**Work instruction**
Look through the records, and whenever a line includes the word "once", copy it.
(Records provided)
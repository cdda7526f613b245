//! Pull request classification: fold one page of raw PRs into per-user
//! lifecycle counters and duration sums, then finalize into averages.

use chrono::{DateTime, Utc};
use indexmap::IndexMap;

use crate::github::types::RawPullRequest;
use crate::stats::types::UserPrStats;

/// Running per-user totals while scanning one repository's PR page.
/// Created lazily on first encounter; every field is non-decreasing during
/// the scan. Duration sums stay raw here so averages are derived exactly
/// once, in `finalize`.
#[derive(Debug, Default, Clone)]
pub struct PrAccumulator {
    pub total_prs: u64,
    pub total_merged_prs: u64,
    pub total_closed_not_merged_prs: u64,
    pub total_open_prs: u64,
    merged_duration_ms: i64,
    closed_duration_ms: i64,
    open_duration_ms: i64,
}

impl PrAccumulator {
    fn finalize(&self, login: &str) -> UserPrStats {
        UserPrStats {
            login: login.to_string(),
            total_prs: self.total_prs,
            total_merged_prs: self.total_merged_prs,
            total_closed_not_merged_prs: self.total_closed_not_merged_prs,
            total_open_prs: self.total_open_prs,
            average_time_to_merge: average(self.merged_duration_ms, self.total_merged_prs),
            average_time_to_close_not_merged: average(
                self.closed_duration_ms,
                self.total_closed_not_merged_prs,
            ),
            average_pr_open_duration: average(self.open_duration_ms, self.total_open_prs),
        }
    }
}

fn average(duration_sum_ms: i64, count: u64) -> f64 {
    if count == 0 {
        0.0
    } else {
        duration_sum_ms as f64 / count as f64
    }
}

/// Fold one pull request into the user-keyed accumulator map.
///
/// Bucket rules: merged iff a merge timestamp is present, closed-not-merged
/// iff only a close timestamp is present, open otherwise. `now` is the
/// snapshot fixed once per pipeline run; open durations are measured against
/// it so one run is internally consistent.
pub fn accumulate(
    mut users: IndexMap<String, PrAccumulator>,
    pr: &RawPullRequest,
    now: DateTime<Utc>,
) -> IndexMap<String, PrAccumulator> {
    let Some(author) = &pr.user else {
        tracing::debug!("skipping pull request with no author");
        return users;
    };

    let entry = users.entry(author.login.clone()).or_default();
    entry.total_prs += 1;

    if let Some(merged_at) = pr.merged_at {
        entry.total_merged_prs += 1;
        entry.merged_duration_ms += millis_between(pr.created_at, merged_at);
    } else if let Some(closed_at) = pr.closed_at {
        entry.total_closed_not_merged_prs += 1;
        entry.closed_duration_ms += millis_between(pr.created_at, closed_at);
    } else {
        entry.total_open_prs += 1;
        entry.open_duration_ms += millis_between(pr.created_at, now);
    }

    users
}

/// Classify one repository's PR page into per-user stats, in the order
/// users were first encountered.
pub fn classify_pull_requests(prs: &[RawPullRequest], now: DateTime<Utc>) -> Vec<UserPrStats> {
    let users = prs
        .iter()
        .fold(IndexMap::new(), |acc, pr| accumulate(acc, pr, now));
    users
        .iter()
        .map(|(login, acc)| acc.finalize(login))
        .collect()
}

// Clock skew can put a close timestamp before creation; clamp so averages
// stay non-negative.
fn millis_between(start: DateTime<Utc>, end: DateTime<Utc>) -> i64 {
    (end - start).num_milliseconds().max(0)
}

#[cfg(test)]
mod tests {
    use super::*;
    use crate::github::types::RawAuthor;

    fn ts(ms: i64) -> DateTime<Utc> {
        DateTime::from_timestamp_millis(ms).unwrap()
    }

    fn pr(login: &str, created: i64, closed: Option<i64>, merged: Option<i64>) -> RawPullRequest {
        RawPullRequest {
            user: Some(RawAuthor {
                login: login.to_string(),
            }),
            created_at: ts(created),
            closed_at: closed.map(ts),
            merged_at: merged.map(ts),
        }
    }

    #[test]
    fn test_three_bucket_example() {
        // One merged after 1h, one closed unmerged after 2h, one still open.
        let now = ts(10_000_000);
        let prs = vec![
            pr("alice", 0, Some(3_600_000), Some(3_600_000)),
            pr("alice", 0, Some(7_200_000), None),
            pr("alice", 0, None, None),
        ];
        let stats = classify_pull_requests(&prs, now);
        assert_eq!(stats.len(), 1);
        let alice = &stats[0];
        assert_eq!(alice.total_prs, 3);
        assert_eq!(alice.total_merged_prs, 1);
        assert_eq!(alice.average_time_to_merge, 3_600_000.0);
        assert_eq!(alice.total_closed_not_merged_prs, 1);
        assert_eq!(alice.average_time_to_close_not_merged, 7_200_000.0);
        assert_eq!(alice.total_open_prs, 1);
        assert!(alice.average_pr_open_duration > 0.0);
        assert_eq!(alice.average_pr_open_duration, 10_000_000.0);
    }

    #[test]
    fn test_bucket_counts_partition_total() {
        let now = ts(50_000_000);
        let prs = vec![
            pr("alice", 0, Some(1000), Some(1000)),
            pr("alice", 0, Some(2000), None),
            pr("bob", 0, None, None),
            pr("bob", 100, Some(5000), Some(4000)),
            pr("carol", 0, Some(9000), None),
        ];
        for user in classify_pull_requests(&prs, now) {
            assert_eq!(
                user.total_merged_prs + user.total_closed_not_merged_prs + user.total_open_prs,
                user.total_prs,
                "bucket counts must partition totalPRs for {}",
                user.login
            );
        }
    }

    #[test]
    fn test_users_in_encounter_order() {
        let now = ts(1_000_000);
        let prs = vec![
            pr("carol", 0, None, None),
            pr("alice", 0, None, None),
            pr("carol", 0, None, None),
            pr("bob", 0, None, None),
        ];
        let logins: Vec<String> = classify_pull_requests(&prs, now)
            .into_iter()
            .map(|u| u.login)
            .collect();
        assert_eq!(logins, vec!["carol", "alice", "bob"]);
    }

    #[test]
    fn test_merged_wins_over_closed() {
        // GitHub sets both timestamps on a merged PR; it must count only as
        // merged.
        let now = ts(1_000_000);
        let stats = classify_pull_requests(&[pr("alice", 0, Some(500), Some(400))], now);
        assert_eq!(stats[0].total_merged_prs, 1);
        assert_eq!(stats[0].total_closed_not_merged_prs, 0);
        assert_eq!(stats[0].average_time_to_merge, 400.0);
        assert_eq!(stats[0].average_time_to_close_not_merged, 0.0);
    }

    #[test]
    fn test_averages_over_multiple_prs() {
        let now = ts(1_000_000);
        let prs = vec![
            pr("alice", 0, Some(1000), Some(1000)),
            pr("alice", 0, Some(3000), Some(3000)),
        ];
        let stats = classify_pull_requests(&prs, now);
        assert_eq!(stats[0].average_time_to_merge, 2000.0);
    }

    #[test]
    fn test_zero_counts_yield_zero_averages() {
        let now = ts(1_000_000);
        let stats = classify_pull_requests(&[pr("alice", 0, None, None)], now);
        assert_eq!(stats[0].average_time_to_merge, 0.0);
        assert_eq!(stats[0].average_time_to_close_not_merged, 0.0);
    }

    #[test]
    fn test_skew_clamps_to_zero() {
        let now = ts(1_000_000);
        let stats = classify_pull_requests(&[pr("alice", 5000, Some(4000), Some(4000))], now);
        assert_eq!(stats[0].average_time_to_merge, 0.0);
    }

    #[test]
    fn test_authorless_pr_is_skipped() {
        let now = ts(1_000_000);
        let orphan = RawPullRequest {
            user: None,
            created_at: ts(0),
            closed_at: None,
            merged_at: None,
        };
        assert!(classify_pull_requests(&[orphan], now).is_empty());
    }

    #[test]
    fn test_empty_page() {
        assert!(classify_pull_requests(&[], ts(0)).is_empty());
    }
}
(End Records provided)
**Worked solution**
/// once, in `finalize`.
/// snapshot fixed once per pipeline run; open durations are measured against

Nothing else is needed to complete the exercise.